Una educación parisina

Crítica de María Fernanda Mugica - La Nación

Una educación parisina parece querer conjurar el espíritu de París nos pertenece, el primer largometraje de Jacques Rivette. Allí hay estudiantes universitarios enfrascados en largas discusiones intelectuales; romances complicados, libros como parte de la conversación y del decorado y caminatas por una siempre espléndida París fotografiada en blanco y negro. Hasta la duración de ambos films, alrededor de dos horas y 20 minutos, se asemeja.

Sin embargo, hay una diferencia fundamental entre el film de Civeyrac y la ópera prima de uno de los fundadores de la Nouvelle Vague. Cuando Rivette filmó París nos pertenece, hace exactamente 60 años, era parte de una revolución en el cine. En cambio, Una educación parisina evoca a un pasado cinematográfico, con bastante nostalgia y sin aportar demasiada novedad.

El dilema sobre cómo debería ser el cine está contenido no solo en las decisiones estéticas de Civeyrac, sino que aparece de forma explícita en los diálogos.
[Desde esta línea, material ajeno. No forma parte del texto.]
//! Network sync bridge: registration, outbound pacing, inbound dispatch.
//!
//! The transport itself (socket, reconnect machinery) is external. This
//! module owns the protocol ordering around it: register once per
//! connection before any state emission, emit the local state on a fixed
//! wall-clock period decoupled from the frame rate, and fold inbound
//! snapshots into the remote store with self-filtering.

use std::time::Instant;

use log::{debug, info};
use shared::constants::STATE_EMIT_PERIOD;
use shared::{ClientMessage, ServerMessage, StateUpdate};
use thiserror::Error;

use crate::remote::RemoteCharacterStore;
use crate::scene::SceneBackend;

#[derive(Debug, Error)]
pub enum NetError {
    #[error("transport is not connected")]
    NotConnected,
    #[error("transport closed: {0}")]
    Closed(String),
}

/// Outbound half of the sync channel, provided by the host application.
pub trait Transport {
    fn send(&mut self, message: &ClientMessage) -> Result<(), NetError>;
    fn is_connected(&self) -> bool;
}

/// Inbound events the session itself must act on (everything else is folded
/// straight into the remote store).
#[derive(Debug, Clone, PartialEq, Eq)]
pub enum LocalEvent {
    /// The server assigned this client its avatar skin.
    AvatarSkinAssigned(String),
}

/// Protocol state for one client connection.
#[derive(Debug)]
pub struct SyncBridge {
    local_id: String,
    registered: bool,
    last_emit: Option<Instant>,
}

impl SyncBridge {
    pub fn new(local_id: impl Into<String>) -> Self {
        Self {
            local_id: local_id.into(),
            registered: false,
            last_emit: None,
        }
    }

    #[inline]
    pub fn local_id(&self) -> &str {
        &self.local_id
    }

    /// Send the registration handshake. Idempotent per connection: repeated
    /// calls while registered do nothing.
    pub fn register(&mut self, transport: &mut dyn Transport) -> Result<(), NetError> {
        if self.registered {
            return Ok(());
        }
        if !transport.is_connected() {
            return Err(NetError::NotConnected);
        }
        transport.send(&ClientMessage::Register)?;
        self.registered = true;
        info!("registered local player {:?}", self.local_id);
        Ok(())
    }

    /// The connection dropped. Local simulation continues unaffected; the
    /// handshake will be re-issued by the next `register` call so the server
    /// can resume associating this client's state.
    pub fn on_disconnect(&mut self) {
        self.registered = false;
        self.last_emit = None;
    }

    /// Emit the local state if the fixed wall-clock period has elapsed.
    ///
    /// `update` is only invoked when an emission is actually due. Returns
    /// whether a message was sent. Never emits before registration.
    pub fn poll_emit(
        &mut self,
        now: Instant,
        transport: &mut dyn Transport,
        update: impl FnOnce() -> StateUpdate,
    ) -> Result<bool, NetError> {
        if !self.registered {
            return Ok(false);
        }
        if let Some(last) = self.last_emit {
            if now.duration_since(last) < STATE_EMIT_PERIOD {
                return Ok(false);
            }
        }
        transport.send(&ClientMessage::UpdatePlayer(update()))?;
        self.last_emit = Some(now);
        Ok(true)
    }

    /// Fold one inbound message into the store. The local id never becomes a
    /// remote entry. Returns an event when the session must react itself.
    pub fn handle_message(
        &mut self,
        message: ServerMessage,
        store: &mut RemoteCharacterStore,
        backend: &mut dyn SceneBackend,
    ) -> Option<LocalEvent> {
        match message {
            ServerMessage::PlayerData(records) => {
                for record in &records {
                    if record.id == self.local_id {
                        continue;
                    }
                    store.apply_snapshot(backend, record);
                }
                None
            }
            ServerMessage::SetAvatarSkin { id, avatar_skin } => {
                if id == self.local_id {
                    Some(LocalEvent::AvatarSkinAssigned(avatar_skin))
                } else {
                    debug!("ignoring avatar skin assignment for {id:?}");
                    None
                }
            }
            ServerMessage::RemovePlayer { id } => {
                store.remove(backend, &id);
                None
            }
        }
    }
}
pub mod collision;
pub mod constants;
pub mod wire;

pub use collision::{
    Capsule, CollisionQuery, Contact, Iso, Quat, StaticShape, StaticWorld, Transform, Vec3,
};
pub use wire::{ClientMessage, PlayerRecord, ServerMessage, StateUpdate};
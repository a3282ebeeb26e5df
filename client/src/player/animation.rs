//! Discrete animation classification and facing.
//!
//! [`resolve`] is a pure priority table over the held input, the floor flag,
//! the previous label, and the jump latch. The direction-combination rules
//! are intentionally asymmetric (three-key chords resolve differently from
//! their mirror images) and are spelled out exhaustively rather than derived.

use std::f32::consts::{FRAC_PI_2, FRAC_PI_4, PI};

use log::warn;
use shared::Quat;

use crate::input::InputState;

/// The closed set of animation labels.
#[derive(Clone, Copy, Debug, PartialEq, Eq, Hash, Default)]
pub enum Animation {
    #[default]
    Idle,
    Walking,
    Running,
    Jumping,
    Dancing,
}

impl Animation {
    pub fn as_str(self) -> &'static str {
        match self {
            Animation::Idle => "idle",
            Animation::Walking => "walking",
            Animation::Running => "running",
            Animation::Jumping => "jumping",
            Animation::Dancing => "dancing",
        }
    }

    /// Parse a wire label. Unknown labels fall back to `Idle` with a warning;
    /// a malformed snapshot never fails the pipeline.
    pub fn from_label(label: &str) -> Animation {
        match label {
            "idle" => Animation::Idle,
            "walking" => Animation::Walking,
            "running" => Animation::Running,
            "jumping" => Animation::Jumping,
            "dancing" => Animation::Dancing,
            other => {
                warn!("unknown animation label {other:?}, falling back to idle");
                Animation::Idle
            }
        }
    }
}

/// Classify the next animation label. Pure: no state beyond the arguments.
///
/// Rule order:
/// 1. a latched jump on the floor wins outright;
/// 2. an in-flight jump is held until floor contact is re-established, at
///    which point the held directions resolve exactly as on the ground;
/// 3. dancing is sticky: it persists until movement, run, or jump input;
/// 4. otherwise the ground decision table applies.
pub fn resolve(
    input: &InputState,
    on_floor: bool,
    previous: Animation,
    jump_latch: bool,
) -> Animation {
    if input.jump && on_floor && jump_latch {
        return Animation::Jumping;
    }

    if previous == Animation::Jumping && (jump_latch || !on_floor) {
        return Animation::Jumping;
    }

    if (input.dance || previous == Animation::Dancing)
        && !input.any_direction()
        && !input.run
        && !input.jump
    {
        return Animation::Dancing;
    }

    ground_state(input)
}

/// Decision table over the 16 direction combinations, with run selecting the
/// moving label. Opposing pairs held alone cancel to idle, as does the full
/// chord; every other combination moves — including the asymmetric three-key
/// chords (forward+left+right moves even though left+right alone cancels).
fn ground_state(input: &InputState) -> Animation {
    let moving = if input.run {
        Animation::Running
    } else {
        Animation::Walking
    };

    match (input.forward, input.backward, input.left, input.right) {
        (false, false, false, false) => Animation::Idle,
        (true, false, false, false) => moving,
        (false, true, false, false) => moving,
        (false, false, true, false) => moving,
        (false, false, false, true) => moving,
        (true, false, true, false) => moving,
        (true, false, false, true) => moving,
        (false, true, true, false) => moving,
        (false, true, false, true) => moving,
        (true, true, false, false) => Animation::Idle,
        (false, false, true, true) => Animation::Idle,
        (true, true, true, false) => moving,
        (true, true, false, true) => moving,
        (true, false, true, true) => moving,
        (false, true, true, true) => moving,
        (true, true, true, true) => Animation::Idle,
    }
}

/// Facing-angle correction for the held direction combination, about +Y.
///
/// Fixed 8-way-plus-diagonal table; the three- and four-key entries replay
/// the original cascade order, so e.g. forward+backward+left lands on -π/2.
/// `None` when no direction is held: the previous offset is kept.
pub fn direction_offset(input: &InputState) -> Option<f32> {
    match (input.forward, input.backward, input.left, input.right) {
        (false, false, false, false) => None,
        (true, false, false, false) => Some(PI),
        (false, true, false, false) => Some(0.0),
        (false, false, true, false) => Some(-FRAC_PI_2),
        (false, false, false, true) => Some(FRAC_PI_2),
        (true, false, true, false) => Some(PI + FRAC_PI_4),
        (true, false, false, true) => Some(PI - FRAC_PI_4),
        (false, true, true, false) => Some(-FRAC_PI_4),
        (false, true, false, true) => Some(FRAC_PI_4),
        (true, true, false, false) => Some(0.0),
        (false, false, true, true) => Some(FRAC_PI_2),
        (true, true, true, false) => Some(-FRAC_PI_2),
        (true, true, false, true) => Some(FRAC_PI_2),
        (true, false, true, true) => Some(PI),
        (false, true, true, true) => Some(0.0),
        (true, true, true, true) => Some(-FRAC_PI_2),
    }
}

/// Advance `current` toward `target` by at most `max_step` radians.
///
/// Bounded spherical step, not a snap: the avatar body turns smoothly toward
/// its travel direction over several ticks.
pub fn rotate_towards(current: Quat, target: Quat, max_step: f32) -> Quat {
    let angle = current.angle_to(&target);
    if angle <= max_step {
        return target;
    }
    // Antipodal orientations have no unique path; converge to the target.
    current
        .try_slerp(&target, max_step / angle, 1.0e-6)
        .unwrap_or(target)
}
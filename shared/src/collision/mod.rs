/*!
Capsule-vs-static-world collision queries.

The simulation consumes the level's collision structure through a single
operation: intersect a capsule with the static geometry and report the
nearest-surface normal plus penetration depth, or "no contact". Everything
else (broad-phase layout, shape storage) is an implementation detail of
[`StaticWorld`].
*/

mod capsule;
mod types;
mod world;

pub use capsule::Capsule;
pub use types::{Contact, Iso, Quat, StaticShape, Transform, Vec3};
pub use world::{CollisionQuery, StaticWorld};
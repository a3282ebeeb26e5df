/*!
Client-side player simulation and multiplayer state reconciliation.

Per-frame control flow:
- device events have already mutated [`input::InputState`];
- the [`player::LocalMotionController`] integrates the local player and
  resolves collisions against the level's [`shared::CollisionQuery`];
- the animation resolver derives the next discrete label from the held input;
- the [`remote::RemoteCharacterStore`] advances every remote entry toward its
  latest authoritative snapshot;
- visual transforms are written out through the [`scene::SceneBackend`].

Network snapshot ingestion and outbound emission run on their own event path
(see [`net`]); they interleave with the frame tick but never run in parallel
with it.
*/

pub mod camera;
pub mod input;
pub mod net;
pub mod player;
pub mod remote;
pub mod resources;
pub mod scene;
pub mod session;
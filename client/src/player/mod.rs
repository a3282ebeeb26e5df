//! Local player state and per-tick simulation.

use nalgebra as na;
use shared::constants::{AVATAR_Y_OFFSET, PLAYER_HEIGHT, PLAYER_RADIUS};
use shared::{Capsule, Quat, Vec3};

mod animation;
mod controller;

pub use animation::{Animation, direction_offset, resolve, rotate_towards};
pub use controller::LocalMotionController;

/// Where (and how) the player re-enters the world after falling out of it.
#[derive(Clone, Copy, Debug)]
pub struct SpawnPoint {
    pub position: na::Point3<f32>,
    pub rotation: Quat,
    pub velocity: Vec3,
}

impl SpawnPoint {
    pub fn at(position: na::Point3<f32>) -> Self {
        Self {
            position,
            rotation: Quat::identity(),
            velocity: Vec3::zeros(),
        }
    }
}

impl Default for SpawnPoint {
    fn default() -> Self {
        let [x, y, z] = shared::constants::RESPAWN_POSITION;
        Self::at(na::Point3::new(x, y, z))
    }
}

/// The one locally simulated character. Created at session start, mutated
/// every tick by [`LocalMotionController`], never destroyed mid-session.
#[derive(Clone, Debug)]
pub struct LocalPlayer {
    pub collider: Capsule,
    pub velocity: Vec3,
    pub on_floor: bool,
    pub animation: Animation,
    /// Facing-angle correction derived from the held movement directions.
    pub direction_offset: f32,
    /// Smoothed facing orientation of the avatar body.
    pub facing: Quat,
    pub avatar_skin: Option<String>,
    pub spawn: SpawnPoint,
    /// Set on the rising edge of the jump action while on the floor; cleared
    /// on the next floor tick. Prevents re-triggering while jump stays held.
    pub jump_latch: bool,
    pub(crate) jump_was_held: bool,
}

impl LocalPlayer {
    pub fn new(spawn: SpawnPoint) -> Self {
        Self {
            collider: Capsule::from_feet(spawn.position, PLAYER_HEIGHT, PLAYER_RADIUS),
            velocity: spawn.velocity,
            on_floor: false,
            animation: Animation::Idle,
            direction_offset: 0.0,
            facing: spawn.rotation,
            avatar_skin: None,
            spawn,
            jump_latch: false,
            jump_was_held: false,
        }
    }

    /// The point the camera anchors to: the collider's upper endpoint.
    #[inline]
    pub fn view_point(&self) -> na::Point3<f32> {
        self.collider.end
    }

    /// Where the avatar model's origin sits, below the collider's upper
    /// endpoint by the fixed visual offset.
    #[inline]
    pub fn avatar_position(&self) -> na::Point3<f32> {
        let mut position = self.collider.end;
        position.y -= AVATAR_Y_OFFSET;
        position
    }

    /// Hard recovery after falling out of the world: teleport to the spawn
    /// point and reset velocity. Not an error path.
    pub fn respawn(&mut self) {
        self.collider.set_feet(self.spawn.position);
        self.velocity = self.spawn.velocity;
    }
}
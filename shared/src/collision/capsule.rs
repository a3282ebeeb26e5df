use nalgebra as na;

use super::types::Vec3;

/// A swept-sphere character collider: two endpoints plus a radius.
///
/// `start` is the lower endpoint and `end` the upper one; both are sphere
/// centers, so the collider's total height is `end.y - start.y + 2 * radius`.
/// Translation moves both endpoints together, which keeps the endpoint
/// spacing (the configured player height) invariant.
#[derive(Clone, Copy, Debug)]
pub struct Capsule {
    pub start: na::Point3<f32>,
    pub end: na::Point3<f32>,
    pub radius: f32,
}

impl Capsule {
    #[inline]
    pub fn new(start: na::Point3<f32>, end: na::Point3<f32>, radius: f32) -> Self {
        Self { start, end, radius }
    }

    /// Build a vertical capsule whose lower endpoint sits at `feet`.
    #[inline]
    pub fn from_feet(feet: na::Point3<f32>, height: f32, radius: f32) -> Self {
        let mut end = feet;
        end.y += height;
        Self::new(feet, end, radius)
    }

    /// Move both endpoints by `delta`.
    #[inline]
    pub fn translate(&mut self, delta: Vec3) {
        self.start += delta;
        self.end += delta;
    }

    /// Place the lower endpoint at `feet`, preserving the endpoint spacing.
    #[inline]
    pub fn set_feet(&mut self, feet: na::Point3<f32>) {
        let height = self.end.y - self.start.y;
        self.start = feet;
        self.end = feet;
        self.end.y += height;
    }

    /// Midpoint of the segment (the capsule's center).
    #[inline]
    pub fn center(&self) -> na::Point3<f32> {
        na::center(&self.start, &self.end)
    }

    /// Distance between the two endpoints.
    #[inline]
    pub fn height(&self) -> f32 {
        (self.end - self.start).norm()
    }
}
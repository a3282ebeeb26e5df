//! Held-input snapshot fed to the simulation.
//!
//! Device and UI events mutate this state through the `press`/`release` and
//! joystick methods; the simulation only ever reads it. The joystick is an
//! analog vector in [-1, 1]², active while the on-screen stick is engaged.

use nalgebra as na;

/// Logical actions driven by keys or UI buttons.
#[derive(Clone, Copy, Debug, PartialEq, Eq, Hash)]
pub enum Action {
    Forward,
    Backward,
    Left,
    Right,
    Run,
    Jump,
    Dance,
}

/// Currently pressed/held logical actions plus the analog joystick vector.
#[derive(Clone, Debug, Default)]
pub struct InputState {
    pub forward: bool,
    pub backward: bool,
    pub left: bool,
    pub right: bool,
    pub run: bool,
    pub jump: bool,
    pub dance: bool,
    joystick: na::Vector2<f32>,
    joystick_active: bool,
}

impl InputState {
    pub fn new() -> Self {
        Self::default()
    }

    pub fn press(&mut self, action: Action) {
        self.set(action, true);
    }

    pub fn release(&mut self, action: Action) {
        self.set(action, false);
    }

    fn set(&mut self, action: Action, held: bool) {
        match action {
            Action::Forward => self.forward = held,
            Action::Backward => self.backward = held,
            Action::Left => self.left = held,
            Action::Right => self.right = held,
            Action::Run => self.run = held,
            Action::Jump => self.jump = held,
            Action::Dance => self.dance = held,
        }
    }

    /// Update the analog stick. Components are clamped to [-1, 1].
    pub fn set_joystick(&mut self, x: f32, y: f32) {
        self.joystick = na::Vector2::new(x.clamp(-1.0, 1.0), y.clamp(-1.0, 1.0));
        self.joystick_active = true;
    }

    /// The stick was released; its last vector no longer contributes.
    pub fn end_joystick(&mut self) {
        self.joystick_active = false;
    }

    #[inline]
    pub fn joystick(&self) -> na::Vector2<f32> {
        self.joystick
    }

    #[inline]
    pub fn joystick_active(&self) -> bool {
        self.joystick_active
    }

    /// Any digital movement direction held.
    #[inline]
    pub fn any_direction(&self) -> bool {
        self.forward || self.backward || self.left || self.right
    }
}
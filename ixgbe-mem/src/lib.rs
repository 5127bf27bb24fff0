//! Static, no-alloc DMA memory pool.
//!
//! Backs every allocation the agent makes at `init` time: the ring arrays,
//! the packet buffer, and the transmit-head mailboxes all come out of one
//! [`BufferPool`]. The pool itself never frees; it is a bump allocator over
//! a caller-supplied backing region, because the agent never frees DMA
//! memory during its lifetime either (§3 of the design: "no allocation
//! occurs" once the hot path begins).
//!
//! The pool does not know how to translate a virtual address to a physical
//! one — that mapping is platform-specific (hugetlbfs + `/proc/self/pagemap`
//! on Linux, an identity map on bare metal, a VFIO IOMMU mapping under
//! virtualization) so it is supplied by the caller as a plain closure.

#![cfg_attr(not(feature = "std"), no_std)]

use core::ptr::NonNull;

use ixgbe_hal::{AllocError, DmaAllocator, PhysAddr};

/// Suggested maximum size, in bytes, for a single pool's backing region.
///
/// Not enforced by [`BufferPool`] itself; callers sizing a hugepage mapping
/// or a bare-metal reserved region can use this as a sane upper bound for a
/// single input+outputs agent (a handful of 256-entry rings plus their
/// packet buffers comfortably fits in a few megabytes).
pub const MAX_POOL_SIZE: usize = 64 * 1024 * 1024;

/// Cache line size assumed for alignment of hardware-shared structures
/// (transmit-head mailboxes in particular: each must sit alone on a line so
/// software polling one doesn't false-share with DMA writes to a neighbor).
pub const CACHE_LINE_SIZE: usize = 64;

/// A bump allocator over a single physically-contiguous backing region.
///
/// `translate` must return, for any pointer inside `backing`, the physical
/// address a DMA-capable device should use to reach that byte. The pool
/// assumes the whole backing region is physically contiguous; it does not
/// attempt to allocate physical pages itself.
pub struct BufferPool<'a, F>
where
    F: Fn(*const u8) -> PhysAddr,
{
    backing: &'a mut [u8],
    translate: F,
    offset: usize,
}

impl<'a, F> BufferPool<'a, F>
where
    F: Fn(*const u8) -> PhysAddr,
{
    /// Wrap a backing region that is already physically contiguous and
    /// DMA-capable (hugepage-backed, identity-mapped, or IOMMU-mapped).
    pub fn new(backing: &'a mut [u8], translate: F) -> Self {
        Self {
            backing,
            translate,
            offset: 0,
        }
    }

    /// Bytes remaining before the pool is exhausted.
    pub fn remaining(&self) -> usize {
        self.backing.len().saturating_sub(self.offset)
    }

    fn align_offset(&self, align: usize) -> usize {
        (self.offset + align - 1) & !(align - 1)
    }
}

impl<'a, F> DmaAllocator for BufferPool<'a, F>
where
    F: Fn(*const u8) -> PhysAddr,
{
    fn allocate_contiguous(
        &mut self,
        size: usize,
        align: usize,
    ) -> Result<(NonNull<u8>, PhysAddr), AllocError> {
        if align == 0 || !align.is_power_of_two() {
            return Err(AllocError::UnsupportedLayout {
                requested: size,
                align,
            });
        }

        let aligned_start = self.align_offset(align);
        let end = aligned_start
            .checked_add(size)
            .ok_or(AllocError::OutOfMemory { requested: size })?;
        if end > self.backing.len() {
            log::error!(
                "DMA pool exhausted: requested {size} bytes aligned to {align}, \
                 {remaining} remaining",
                remaining = self.remaining()
            );
            return Err(AllocError::OutOfMemory { requested: size });
        }

        let ptr = unsafe { self.backing.as_mut_ptr().add(aligned_start) };
        self.offset = end;

        // Safety: the region [aligned_start, end) lies within `backing`,
        // which the caller guarantees is DMA-capable and physically
        // contiguous for its whole length.
        self.backing[aligned_start..end].fill(0);
        let phys = (self.translate)(ptr as *const u8);
        log::debug!("DMA pool: allocated {size} bytes at phys {phys:#x}", phys = phys);

        // `ptr` is non-null: it is derived from `backing`, a live slice.
        Ok((unsafe { NonNull::new_unchecked(ptr) }, phys))
    }
}

#[cfg(test)]
mod tests {
    use super::*;

    fn identity_translate(ptr: *const u8) -> PhysAddr {
        PhysAddr(ptr as u64)
    }

    #[test]
    fn allocates_non_overlapping_regions() {
        let mut backing = [0u8; 4096];
        let mut pool = BufferPool::new(&mut backing, identity_translate);

        let (a, phys_a) = pool.allocate_contiguous(64, CACHE_LINE_SIZE).unwrap();
        let (b, phys_b) = pool.allocate_contiguous(128, CACHE_LINE_SIZE).unwrap();

        assert_ne!(a.as_ptr(), b.as_ptr());
        assert_eq!(phys_a.as_u64() + 64, phys_b.as_u64());
    }

    #[test]
    fn aligns_to_cache_line() {
        let mut backing = [0u8; 4096];
        let mut pool = BufferPool::new(&mut backing, identity_translate);

        let _ = pool.allocate_contiguous(1, CACHE_LINE_SIZE).unwrap();
        let (second, _) = pool.allocate_contiguous(1, CACHE_LINE_SIZE).unwrap();

        assert_eq!(second.as_ptr() as usize % CACHE_LINE_SIZE, 0);
    }

    #[test]
    fn refuses_allocation_past_capacity() {
        let mut backing = [0u8; 128];
        let mut pool = BufferPool::new(&mut backing, identity_translate);

        assert!(pool.allocate_contiguous(256, CACHE_LINE_SIZE).is_err());
    }

    #[test]
    fn rejects_non_power_of_two_alignment() {
        let mut backing = [0u8; 128];
        let mut pool = BufferPool::new(&mut backing, identity_translate);

        assert!(matches!(
            pool.allocate_contiguous(8, 3),
            Err(AllocError::UnsupportedLayout { .. })
        ));
    }
}
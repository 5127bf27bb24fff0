//! PCI discovery and 82599 bring-up: the concrete `Device` that binds
//! `ixgbe-core`'s rings to real hardware.

#![cfg_attr(not(feature = "std"), no_std)]

mod device;
#[cfg(feature = "std")]
mod mmio_map;
mod pci;
mod regs;

pub use device::{BringUpError, Ixgbe82599};
#[cfg(feature = "std")]
pub use mmio_map::{map_bar0, MapError};
pub use pci::{
    enable_device, find_82599, probe, Ixgbe82599Info, PciAddr, INTEL_VENDOR_ID,
    IXGBE_82599_DEVICE_IDS,
};
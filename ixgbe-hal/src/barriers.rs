//! Memory barrier primitives.
//!
//! The batched transmit-tail flush (the forwarding loop's step 8) must not
//! be reordered ahead of the descriptor writes it is flushing. On x86_64 the
//! MMIO store itself is strongly ordered and no barrier is required, but the
//! hook exists so a weakly-ordered target can insert one without touching
//! the hot loop.

/// Store fence: all prior stores are globally visible before this returns.
///
/// Call before a batched MMIO tail write on weakly-ordered platforms.
#[inline]
pub fn store_fence() {
    #[cfg(target_arch = "x86_64")]
    unsafe {
        core::arch::asm!("sfence", options(nostack, preserves_flags));
    }
    #[cfg(not(target_arch = "x86_64"))]
    core::sync::atomic::fence(core::sync::atomic::Ordering::Release);
}

/// Load fence: all prior loads complete before any subsequent load.
///
/// Call after reading hardware-written state (a transmit-head mailbox, a
/// receive descriptor's DD bit) that must be observed before acting on it.
#[inline]
pub fn load_fence() {
    #[cfg(target_arch = "x86_64")]
    unsafe {
        core::arch::asm!("lfence", options(nostack, preserves_flags));
    }
    #[cfg(not(target_arch = "x86_64"))]
    core::sync::atomic::fence(core::sync::atomic::Ordering::Acquire);
}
La trama se centra en Etienne, un joven que se muda de Lyon a París para estudiar cine. En la universidad se hace amigo de dos compañeros, uno de los cuales, Mathias, es intransigente en cuanto a sus ideas sobre el cine, que para él debe capturar la realidad. Etienne comparte su opinión, aunque no la expresa de manera tan extrema. En contraposición a ellos, hay un compañero de clase al que desprecian porque defiende al giallo y las películas de zombis.

El film cuestiona el extremismo de Mathias, pero en su propia naturaleza se mantiene cercano a sus ideas. Si bien tiene virtudes, entre ellas la belleza de la fotografía y la música clásica que abunda en la película, Una educación parisina responde a una idea de lo que el cine debe ser, que resulta algo limitada y, en todo caso, tiene mejores exponentes.